(TASK DIRECTIONS): Count lines with "NetworkIn" below; give only the number.

Saved entries:

//! Notification templates.

use chrono::{DateTime, Utc};
use sentinel_core::types::{Alert, AlertType, Severity};
use serde::{Deserialize, Serialize};
use uuid::Uuid;

/// Template families shared by every channel.
#[derive(Debug, Clone, Copy, PartialEq, Eq, Hash, Serialize, Deserialize)]
#[serde(rename_all = "snake_case")]
pub enum TemplateKey {
    ServiceDown,
    HighResource,
    RiskLimit,
}

impl TemplateKey {
    pub fn for_alert_type(alert_type: AlertType) -> Self {
        if alert_type == AlertType::ServiceDown {
            Self::ServiceDown
        } else if alert_type.is_resource() {
            Self::HighResource
        } else {
            Self::RiskLimit
        }
    }

    pub fn as_str(&self) -> &'static str {
        match self {
            Self::ServiceDown => "service_down",
            Self::HighResource => "high_resource",
            Self::RiskLimit => "risk_limit",
        }
    }
}

/// Values substituted into a template.
#[derive(Debug, Clone, PartialEq, Serialize, Deserialize)]
pub struct TemplateData {
    pub alert_id: Uuid,
    pub alert_type: AlertType,
    pub subject_id: String,
    pub severity: Severity,
    pub value: Option<f64>,
    pub threshold: Option<f64>,
    pub message: String,
    pub timestamp: DateTime<Utc>,
    /// Email recipients; channels without addressing ignore this.
    pub recipients: Vec<String>,
}

impl TemplateData {
    pub fn from_alert(alert: &Alert, recipients: &[String]) -> Self {
        Self {
            alert_id: alert.id,
            alert_type: alert.alert_type,
            subject_id: alert.subject_id.clone(),
            severity: alert.severity,
            value: alert.value,
            threshold: alert.threshold,
            message: alert.message.clone(),
            timestamp: alert.created_at,
            recipients: recipients.to_vec(),
        }
    }

    fn formatted_time(&self) -> String {
        self.timestamp.format("%Y-%m-%d %H:%M:%S UTC").to_string()
    }
}

#[derive(Debug, Clone, PartialEq)]
pub struct RenderedEmail {
    pub subject: String,
    pub body: String,
}

#[derive(Debug, Clone, PartialEq)]
pub struct RenderedChat {
    pub title: String,
    /// Hex colour such as `#FF0000`.
    pub color: &'static str,
    pub text: String,
}

impl RenderedChat {
    /// Colour as an integer, the form Discord embeds expect.
    pub fn color_value(&self) -> u32 {
        u32::from_str_radix(self.color.trim_start_matches('#'), 16).unwrap_or(0)
    }
}

/// Human-readable measurement with the unit of the alert type.
pub fn format_measurement(alert_type: AlertType, value: f64) -> String {
    match alert_type {
        AlertType::CpuUsage | AlertType::MemoryUsage | AlertType::DiskUsage => {
            format!("{:.2}%", value)
        }
        AlertType::Drawdown | AlertType::ValueAtRisk => format!("{:.2}%", value * 100.0),
        AlertType::Leverage => format!("{:.2}x", value),
        AlertType::PositionSize => format!("{:.2}", value),
        AlertType::NetworkIn | AlertType::NetworkOut => format!("{:.0} bytes", value),
        AlertType::ServiceDown => String::new(),
    }
}

fn label(alert_type: AlertType) -> &'static str {
    match alert_type {
        AlertType::Drawdown => "Drawdown",
        AlertType::Leverage => "Leverage",
        AlertType::PositionSize => "Position size",
        AlertType::ValueAtRisk => "Value at risk (95%)",
        AlertType::CpuUsage => "CPU usage",
        AlertType::MemoryUsage => "Memory usage",
        AlertType::DiskUsage => "Disk usage",
        AlertType::NetworkIn => "Network in",
        AlertType::NetworkOut => "Network out",
        AlertType::ServiceDown => "Service",
    }
}

/// One-line alert message stored on the alert record.
pub fn alert_message(
    alert_type: AlertType,
    subject_id: &str,
    value: Option<f64>,
    threshold: Option<f64>,
) -> String {
    match (alert_type, value, threshold) {
        (AlertType::ServiceDown, _, _) => format!("Service {} is down", subject_id),
        (_, Some(value), Some(threshold)) => format!(
            "{} {} exceeds threshold {} for {}",
            label(alert_type),
            format_measurement(alert_type, value),
            format_measurement(alert_type, threshold),
            subject_id
        ),
        _ => format!("{} alert for {}", label(alert_type), subject_id),
    }
}

fn measurement_lines(data: &TemplateData) -> String {
    let value = data
        .value
        .map(|v| format_measurement(data.alert_type, v))
        .unwrap_or_else(|| "n/a".to_string());
    let threshold = data
        .threshold
        .map(|t| format_measurement(data.alert_type, t))
        .unwrap_or_else(|| "n/a".to_string());
    format!("Value: {}\nThreshold: {}", value, threshold)
}

pub fn render_email(key: TemplateKey, data: &TemplateData) -> RenderedEmail {
    let severity = data.severity.as_str().to_uppercase();
    match key {
        TemplateKey::ServiceDown => RenderedEmail {
            subject: format!("[{}] Service down: {}", severity, data.subject_id),
            body: format!(
                "Service status alert\n\nService: {}\nStatus: down\nTime: {}\nDetails: {}\n",
                data.subject_id,
                data.formatted_time(),
                data.message
            ),
        },
        TemplateKey::HighResource => RenderedEmail {
            subject: format!(
                "[{}] Resource usage exceeded: {} on {}",
                severity,
                label(data.alert_type),
                data.subject_id
            ),
            body: format!(
                "Resource usage alert\n\nHost: {}\nResource: {}\n{}\nTime: {}\n",
                data.subject_id,
                label(data.alert_type),
                measurement_lines(data),
                data.formatted_time()
            ),
        },
        TemplateKey::RiskLimit => RenderedEmail {
            subject: format!(
                "[{}] Risk limit breached: {} for {}",
                severity,
                label(data.alert_type),
                data.subject_id
            ),
            body: format!(
                "Risk limit alert\n\nPortfolio: {}\nMetric: {}\n{}\nTime: {}\nDetails: {}\n",
                data.subject_id,
                label(data.alert_type),
                measurement_lines(data),
                data.formatted_time(),
                data.message
            ),
        },
    }
}

pub fn render_chat(key: TemplateKey, data: &TemplateData) -> RenderedChat {
    match key {
        TemplateKey::ServiceDown => RenderedChat {
            title: "Service down".to_string(),
            color: "#FF0000",
            text: format!(
                "*Service*: {}\n*Status*: down\n*Time*: {}\n*Details*: {}",
                data.subject_id,
                data.formatted_time(),
                data.message
            ),
        },
        TemplateKey::HighResource => RenderedChat {
            title: "Resource usage alert".to_string(),
            color: "#FFA500",
            text: format!(
                "*Host*: {}\n*Resource*: {}\n*{}*\n*Time*: {}",
                data.subject_id,
                label(data.alert_type),
                measurement_lines(data).replace('\n', "*\n*"),
                data.formatted_time()
            ),
        },
        TemplateKey::RiskLimit => RenderedChat {
            title: "Risk limit breached".to_string(),
            color: "#8B0000",
            text: format!(
                "*Portfolio*: {}\n*Metric*: {}\n*{}*\n*Time*: {}",
                data.subject_id,
                label(data.alert_type),
                measurement_lines(data).replace('\n', "*\n*"),
                data.formatted_time()
            ),
        },
    }
}
//! Alert event publishing for downstream consumers.

use anyhow::Result;
use async_trait::async_trait;
use redis::AsyncCommands;
use sentinel_core::types::Alert;
use serde::Serialize;
use tracing::debug;

/// Redis pub/sub channels.
pub mod channels {
    pub const ALERT_EVENTS: &str = "alerts:events";
}

/// Wire form of an admitted alert.
#[derive(Debug, Clone, Serialize)]
pub struct AlertEvent<'a> {
    pub alert_id: String,
    pub subject_id: &'a str,
    pub alert_type: &'static str,
    pub severity: &'static str,
    pub message: &'a str,
    pub metadata: &'a serde_json::Value,
    pub value: Option<f64>,
    pub threshold: Option<f64>,
    pub timestamp: String,
}

impl<'a> From<&'a Alert> for AlertEvent<'a> {
    fn from(alert: &'a Alert) -> Self {
        Self {
            alert_id: alert.id.to_string(),
            subject_id: &alert.subject_id,
            alert_type: alert.alert_type.as_str(),
            severity: alert.severity.as_str(),
            message: &alert.message,
            metadata: &alert.metadata,
            value: alert.value,
            threshold: alert.threshold,
            timestamp: alert.created_at.to_rfc3339(),
        }
    }
}

/// Best-effort broadcast of admitted alerts.
#[async_trait]
pub trait AlertPublisher: Send + Sync {
    async fn publish(&self, alert: &Alert) -> Result<()>;
}

/// Publishes alert events on a Redis channel.
pub struct RedisAlertPublisher {
    redis: redis::aio::ConnectionManager,
}

impl RedisAlertPublisher {
    pub async fn new(redis_client: redis::Client) -> sentinel_core::Result<Self> {
        let redis = redis::aio::ConnectionManager::new(redis_client).await?;
        Ok(Self { redis })
    }

    pub async fn publish_event(&self, alert: &Alert) -> sentinel_core::Result<()> {
        let payload = encode_event(alert)?;

        let mut conn = self.redis.clone();
        let _: () = conn.publish(channels::ALERT_EVENTS, payload).await?;
        debug!(alert_id = %alert.id, "Published alert event to Redis");

        Ok(())
    }
}

/// JSON payload published for `alert`.
pub fn encode_event(alert: &Alert) -> sentinel_core::Result<String> {
    Ok(serde_json::to_string(&AlertEvent::from(alert))?)
}

#[async_trait]
impl AlertPublisher for RedisAlertPublisher {
    async fn publish(&self, alert: &Alert) -> Result<()> {
        Ok(self.publish_event(alert).await?)
    }
}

(OUTPUT FOR THIS EXERCISE): 2